## What is being asked
Below are the records; collect from them each line containing the string "HashMap".
◇ ◇ ◇ ◇ ◇ ◇ ◇
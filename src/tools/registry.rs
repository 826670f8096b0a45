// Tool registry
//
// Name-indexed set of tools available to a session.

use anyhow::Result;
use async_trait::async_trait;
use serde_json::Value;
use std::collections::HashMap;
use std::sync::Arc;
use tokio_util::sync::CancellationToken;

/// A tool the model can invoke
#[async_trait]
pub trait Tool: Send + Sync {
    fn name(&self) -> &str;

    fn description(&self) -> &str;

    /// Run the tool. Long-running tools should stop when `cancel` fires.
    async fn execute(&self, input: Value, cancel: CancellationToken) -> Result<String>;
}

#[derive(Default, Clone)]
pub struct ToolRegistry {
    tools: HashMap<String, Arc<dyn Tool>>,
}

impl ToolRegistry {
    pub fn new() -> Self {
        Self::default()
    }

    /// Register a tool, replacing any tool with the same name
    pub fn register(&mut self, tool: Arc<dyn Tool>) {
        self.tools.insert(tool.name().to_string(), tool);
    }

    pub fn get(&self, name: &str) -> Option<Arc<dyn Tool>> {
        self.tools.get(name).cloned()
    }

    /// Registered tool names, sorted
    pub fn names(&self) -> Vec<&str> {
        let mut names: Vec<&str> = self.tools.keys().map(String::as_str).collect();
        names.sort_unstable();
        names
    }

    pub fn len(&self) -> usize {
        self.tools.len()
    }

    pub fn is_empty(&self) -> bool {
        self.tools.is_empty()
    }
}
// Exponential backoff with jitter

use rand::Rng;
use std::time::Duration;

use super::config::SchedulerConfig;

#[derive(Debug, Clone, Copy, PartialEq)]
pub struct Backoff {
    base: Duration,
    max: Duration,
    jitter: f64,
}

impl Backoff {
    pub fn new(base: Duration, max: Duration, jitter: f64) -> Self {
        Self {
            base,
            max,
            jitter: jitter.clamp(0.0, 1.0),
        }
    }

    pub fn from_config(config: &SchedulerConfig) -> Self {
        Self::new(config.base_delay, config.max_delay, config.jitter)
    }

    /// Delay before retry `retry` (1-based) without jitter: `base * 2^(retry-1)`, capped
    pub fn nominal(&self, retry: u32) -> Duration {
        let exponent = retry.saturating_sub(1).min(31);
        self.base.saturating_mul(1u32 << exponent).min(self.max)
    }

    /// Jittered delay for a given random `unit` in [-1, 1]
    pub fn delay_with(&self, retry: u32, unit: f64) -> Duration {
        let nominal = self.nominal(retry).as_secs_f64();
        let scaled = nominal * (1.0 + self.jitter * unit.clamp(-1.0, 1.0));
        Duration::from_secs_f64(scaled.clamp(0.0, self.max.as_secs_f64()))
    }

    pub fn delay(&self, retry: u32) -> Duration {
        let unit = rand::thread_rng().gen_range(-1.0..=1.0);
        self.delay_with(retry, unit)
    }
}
◇ ◇ ◇ ◇ ◇ ◇ ◇
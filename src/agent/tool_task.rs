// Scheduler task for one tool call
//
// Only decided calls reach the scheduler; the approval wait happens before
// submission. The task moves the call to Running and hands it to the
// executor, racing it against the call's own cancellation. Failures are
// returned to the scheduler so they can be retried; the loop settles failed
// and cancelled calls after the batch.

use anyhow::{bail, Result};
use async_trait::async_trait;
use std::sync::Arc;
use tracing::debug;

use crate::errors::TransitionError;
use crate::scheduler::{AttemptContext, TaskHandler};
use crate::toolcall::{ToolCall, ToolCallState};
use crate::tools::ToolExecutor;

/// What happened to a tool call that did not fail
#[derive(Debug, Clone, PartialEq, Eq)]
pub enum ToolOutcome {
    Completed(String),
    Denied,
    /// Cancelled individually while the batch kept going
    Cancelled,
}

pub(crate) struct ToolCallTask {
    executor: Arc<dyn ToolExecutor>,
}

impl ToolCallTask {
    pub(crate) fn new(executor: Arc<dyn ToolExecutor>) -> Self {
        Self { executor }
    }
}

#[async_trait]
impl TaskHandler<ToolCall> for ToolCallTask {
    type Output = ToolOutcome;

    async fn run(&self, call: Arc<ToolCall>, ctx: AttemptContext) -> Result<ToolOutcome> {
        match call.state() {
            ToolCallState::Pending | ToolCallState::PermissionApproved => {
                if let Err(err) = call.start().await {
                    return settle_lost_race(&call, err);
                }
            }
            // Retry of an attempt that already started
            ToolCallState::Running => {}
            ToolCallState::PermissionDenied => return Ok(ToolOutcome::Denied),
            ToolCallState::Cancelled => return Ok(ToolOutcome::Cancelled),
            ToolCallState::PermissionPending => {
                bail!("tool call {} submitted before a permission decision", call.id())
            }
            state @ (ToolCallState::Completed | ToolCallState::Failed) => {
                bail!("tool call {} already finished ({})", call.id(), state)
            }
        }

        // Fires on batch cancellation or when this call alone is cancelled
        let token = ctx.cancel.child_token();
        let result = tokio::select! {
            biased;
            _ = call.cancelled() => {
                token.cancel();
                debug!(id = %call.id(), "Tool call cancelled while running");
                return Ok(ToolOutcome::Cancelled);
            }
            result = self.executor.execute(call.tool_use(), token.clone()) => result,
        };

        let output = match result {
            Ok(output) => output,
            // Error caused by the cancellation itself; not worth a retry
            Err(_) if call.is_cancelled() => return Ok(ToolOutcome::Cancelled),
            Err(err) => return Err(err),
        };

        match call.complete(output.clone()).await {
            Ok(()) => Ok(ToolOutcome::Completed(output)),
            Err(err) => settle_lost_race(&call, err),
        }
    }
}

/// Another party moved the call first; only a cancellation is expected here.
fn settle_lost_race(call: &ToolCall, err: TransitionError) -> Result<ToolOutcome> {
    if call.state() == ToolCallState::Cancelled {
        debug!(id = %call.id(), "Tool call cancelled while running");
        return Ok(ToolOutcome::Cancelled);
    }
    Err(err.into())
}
◇ ◇ ◇ ◇ ◇ ◇ ◇
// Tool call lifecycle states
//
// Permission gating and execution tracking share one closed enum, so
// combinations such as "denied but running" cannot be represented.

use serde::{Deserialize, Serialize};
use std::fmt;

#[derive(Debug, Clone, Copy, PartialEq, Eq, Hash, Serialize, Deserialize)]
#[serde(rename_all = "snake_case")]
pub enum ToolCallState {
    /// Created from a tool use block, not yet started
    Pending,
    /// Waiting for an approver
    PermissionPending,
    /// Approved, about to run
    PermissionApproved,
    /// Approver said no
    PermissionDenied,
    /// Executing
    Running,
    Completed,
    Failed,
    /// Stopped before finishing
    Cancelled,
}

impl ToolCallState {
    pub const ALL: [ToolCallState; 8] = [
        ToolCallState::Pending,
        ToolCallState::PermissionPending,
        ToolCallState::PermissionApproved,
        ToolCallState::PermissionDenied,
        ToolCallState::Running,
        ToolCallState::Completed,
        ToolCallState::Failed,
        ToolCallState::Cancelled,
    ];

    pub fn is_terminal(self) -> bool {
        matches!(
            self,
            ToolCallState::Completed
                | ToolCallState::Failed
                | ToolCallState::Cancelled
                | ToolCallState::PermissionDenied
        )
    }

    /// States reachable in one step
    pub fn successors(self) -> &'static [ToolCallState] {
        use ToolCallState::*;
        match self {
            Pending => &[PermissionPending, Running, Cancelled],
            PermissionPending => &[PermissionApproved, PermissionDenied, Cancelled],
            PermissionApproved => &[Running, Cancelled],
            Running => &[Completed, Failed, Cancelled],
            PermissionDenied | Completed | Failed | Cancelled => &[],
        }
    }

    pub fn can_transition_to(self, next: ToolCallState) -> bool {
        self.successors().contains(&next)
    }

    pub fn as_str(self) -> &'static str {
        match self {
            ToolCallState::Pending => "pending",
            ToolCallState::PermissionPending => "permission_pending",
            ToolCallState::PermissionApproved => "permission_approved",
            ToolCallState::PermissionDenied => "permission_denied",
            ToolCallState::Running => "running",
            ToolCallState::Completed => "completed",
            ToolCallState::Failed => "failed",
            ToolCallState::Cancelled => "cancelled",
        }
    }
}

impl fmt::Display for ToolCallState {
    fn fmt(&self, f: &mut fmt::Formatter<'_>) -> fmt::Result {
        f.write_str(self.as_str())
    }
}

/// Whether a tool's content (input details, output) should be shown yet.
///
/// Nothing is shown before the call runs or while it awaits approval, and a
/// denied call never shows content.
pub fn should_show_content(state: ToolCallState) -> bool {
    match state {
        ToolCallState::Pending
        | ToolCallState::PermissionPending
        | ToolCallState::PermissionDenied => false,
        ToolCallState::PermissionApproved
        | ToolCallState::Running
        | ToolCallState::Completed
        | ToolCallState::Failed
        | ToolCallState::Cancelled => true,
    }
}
◇ ◇ ◇ ◇ ◇ ◇ ◇
## Result for this exercise
use std::collections::HashMap;
    tools: HashMap<String, Arc<dyn Tool>>,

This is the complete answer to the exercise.